Holy shit the rage began to overwhelm me toward the middle of your post but I kept reading because apparently I don't hate these guys enough at this point.

HOLY. SHIT. I barely knew about the kind of model building they're involved in until now (a bit from the Psych angle, a bit from the AI angle, but very little overall) and I was confused about what it is they are actually hoping to GAIN with this survey for their research. This detailed that for me in beautiful and horrifying colors. JESUS FUCKING CHRIST, THESE PEOPLE.

they stated somewhere that the purpose of their research was to show that not just fMRI results should be used in neuroscience and complaining that currently "it's the only way to get published". I JUST CAN NOT BELIEVE THEY ARE BUILDING BEHAVIORAL MODELS.

SUBCORTICAL REGIONS ARE LESS COMPLICATED THAN THE VISUAL SYSTEM?!?! This is like, sci fi levels of unbelievable coming from people with ANY kind of Academic degree (you'd think they'd been taught to research what they didn't know).

I shall now go and try to stop being angry and fail miserably.

An active brain is one where the neurons are continuously changing in response to each other. If they aren't, you're dead.

Uh-oh...

...

x_x

b)data to program the system; ie, women find THIS sexy which will cause the amygdala to respond'.

Oh, my God. I bet you've got it. It makes SO MUCH SENSE when they say that they're not doing social science now.

It makes SO MUCH SENSE when they say that they're not doing social science now.

My own brain is in conflict. On the one hand, you're right, this *might* actually explain what they thought they were doing.

On the other hand, it's such a *stupid* idea that my brain keeps tossing it back out like a slug in a vending machine.

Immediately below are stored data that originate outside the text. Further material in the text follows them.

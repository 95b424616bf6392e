// SPDX-License-Identifier: MIT OR Apache-2.0
//! Frame loop driving top-level animations.
//!
//! The player owns the scene, the animations and the clock. Each call to
//! [`Player::advance`] builds one [`FrameContext`] and ticks every animation
//! in insertion order.

use crate::animation::{Animatable, AnimationId, FrameContext, FrameTime};
use crate::error::AnimationError;
use crate::scene::Scene;
use indexmap::IndexMap;

/// Host for a scene and the animations playing on it
#[derive(Debug)]
pub struct Player {
    scene: Scene,
    /// Scene as it was before the first frame, restored by [`Player::reset`]
    initial_scene: Scene,
    animations: IndexMap<AnimationId, Box<dyn Animatable>>,
    now: f64,
    /// Multiplier applied to every frame delta (1.0 = normal speed)
    pub time_scale: f32,
    paused: bool,
    frame_count: u64,
}

impl Player {
    /// Create a player for a scene
    pub fn new(scene: Scene) -> Self {
        Self {
            initial_scene: scene.clone(),
            scene,
            animations: IndexMap::new(),
            now: 0.0,
            time_scale: 1.0,
            paused: false,
            frame_count: 0,
        }
    }

    /// Animated scene
    pub fn scene(&self) -> &Scene {
        &self.scene
    }

    /// Mutable access to the animated scene
    pub fn scene_mut(&mut self) -> &mut Scene {
        &mut self.scene
    }

    /// Seconds since the player started
    pub fn now(&self) -> f64 {
        self.now
    }

    /// Frames processed since the player started
    pub fn frame_count(&self) -> u64 {
        self.frame_count
    }

    /// Register an animation; it stays idle until activated
    pub fn add(&mut self, animation: impl Animatable + 'static) -> AnimationId {
        self.add_boxed(Box::new(animation))
    }

    /// Register an already boxed animation
    pub fn add_boxed(&mut self, animation: Box<dyn Animatable>) -> AnimationId {
        let id = AnimationId::new();
        tracing::debug!("Added animation '{}'", animation.name());
        self.animations.insert(id, animation);
        id
    }

    /// Unregister an animation, deactivating it first
    pub fn remove(&mut self, id: AnimationId) -> Option<Box<dyn Animatable>> {
        let mut animation = self.animations.shift_remove(&id)?;
        animation.deactivate();
        Some(animation)
    }

    /// Look up an animation
    pub fn get(&self, id: AnimationId) -> Option<&dyn Animatable> {
        self.animations.get(&id).map(|animation| -> &dyn Animatable { &**animation })
    }

    /// Find the first animation with the given name
    pub fn find(&self, name: &str) -> Option<AnimationId> {
        self.animations
            .iter()
            .find(|(_, animation)| animation.name() == name)
            .map(|(id, _)| *id)
    }

    /// Iterate over animations in insertion order
    pub fn animations(&self) -> impl Iterator<Item = (AnimationId, &dyn Animatable)> {
        self.animations
            .iter()
            .map(|(id, animation)| -> (AnimationId, &dyn Animatable) { (*id, &**animation) })
    }

    /// Number of registered animations
    pub fn len(&self) -> usize {
        self.animations.len()
    }

    /// Check if no animations are registered
    pub fn is_empty(&self) -> bool {
        self.animations.is_empty()
    }

    /// Whether any animation is playing
    pub fn is_playing(&self) -> bool {
        self.animations.values().any(|animation| animation.is_active())
    }

    /// Start (or restart) an animation at the current time
    pub fn activate(&mut self, id: AnimationId) -> Result<(), AnimationError> {
        let animation = self
            .animations
            .get_mut(&id)
            .ok_or(AnimationError::AnimationNotFound(id))?;
        let time = FrameTime {
            now: self.now,
            delta: 0.0,
        };
        animation.activate(&mut FrameContext::new(time, &mut self.scene))
    }

    /// Start every registered animation
    pub fn activate_all(&mut self) -> Result<(), AnimationError> {
        let now = self.now;
        let mut ctx = FrameContext::new(FrameTime { now, delta: 0.0 }, &mut self.scene);
        for animation in self.animations.values_mut() {
            animation.activate(&mut ctx)?;
        }
        tracing::info!("Activated {} animations", self.animations.len());
        Ok(())
    }

    /// Stop an animation
    pub fn deactivate(&mut self, id: AnimationId) -> Result<(), AnimationError> {
        self.animations
            .get_mut(&id)
            .ok_or(AnimationError::AnimationNotFound(id))?
            .deactivate();
        Ok(())
    }

    /// Stop every animation
    pub fn deactivate_all(&mut self) {
        for animation in self.animations.values_mut() {
            animation.deactivate();
        }
    }

    /// Freeze the clock; frames are ignored until [`Player::resume`]
    pub fn pause(&mut self) -> bool {
        if self.paused {
            return false;
        }
        self.paused = true;
        tracing::info!("Paused at {:.3}s", self.now);
        true
    }

    /// Unfreeze the clock
    pub fn resume(&mut self) -> bool {
        if !self.paused {
            return false;
        }
        self.paused = false;
        tracing::info!("Resumed at {:.3}s", self.now);
        true
    }

    /// Whether the clock is frozen
    pub fn is_paused(&self) -> bool {
        self.paused
    }

    /// Advance the clock by `delta` seconds and tick every animation.
    ///
    /// Every animation is ticked even if an earlier one fails. Failing
    /// animations are deactivated and the first error is returned.
    pub fn advance(&mut self, delta: f32) -> Result<(), AnimationError> {
        if self.paused {
            return Ok(());
        }

        let delta = delta * self.time_scale;
        self.now += f64::from(delta);
        self.frame_count += 1;

        let now = self.now;
        let mut ctx = FrameContext::new(FrameTime { now, delta }, &mut self.scene);
        let mut first_error = None;
        for animation in self.animations.values_mut() {
            if let Err(err) = animation.tick(&mut ctx) {
                tracing::error!("Animation '{}' failed: {err}", animation.name());
                animation.deactivate();
                if first_error.is_none() {
                    first_error = Some(err);
                }
            }
        }
        first_error.map_or(Ok(()), Err)
    }

    /// Run fixed-step frames at `fps` for `seconds`; returns the frame count
    pub fn run_for(&mut self, seconds: f32, fps: u32) -> Result<u64, AnimationError> {
        let fps = fps.max(1);
        let delta = 1.0 / fps as f32;
        let frames = (seconds.max(0.0) * fps as f32).round() as u64;
        for _ in 0..frames {
            self.advance(delta)?;
        }
        Ok(frames)
    }

    /// Stop everything, restore the scene and rewind the clock
    pub fn reset(&mut self) {
        self.deactivate_all();
        self.scene = self.initial_scene.clone();
        self.now = 0.0;
        self.frame_count = 0;
        self.paused = false;
        tracing::info!("Player reset");
    }
}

Oh, read this. Read this now. http://ken-jennings.com/blog/?p=568 It's a description of Dr. Ogas on a game show, and here's the key quote:

The more exposure you get to Ogi, the more you see that he’s just like that. He’s not putting on a little show to mess with your mind–he’s just got a very specific, determined way of doing things. Sure, he’s a bit of an oddball, but in the world of game show uber-contestants, that’s hardly a capital crime. The congenial, funny on-line Ogi is the real Ogi too, but unfortunately for him, you can’t close the barn door once the ass is gone. And Ogi explained to me that the greenroom comas had nothing to do with mind games and everything to do with circadian rhythms (or downloading new data from the mothership, or something).

Me:Basically, he has an area of expertise, and he thinks it explains everything. Everything everywhere.

I think you're right, but it's important to point out that he's not using cognitive neuroscience in an orthodox, extensional way, he also apparently doesn't have any problem *intuiting* what he thinks of as a cog sci *approach* to wildly diverse areas.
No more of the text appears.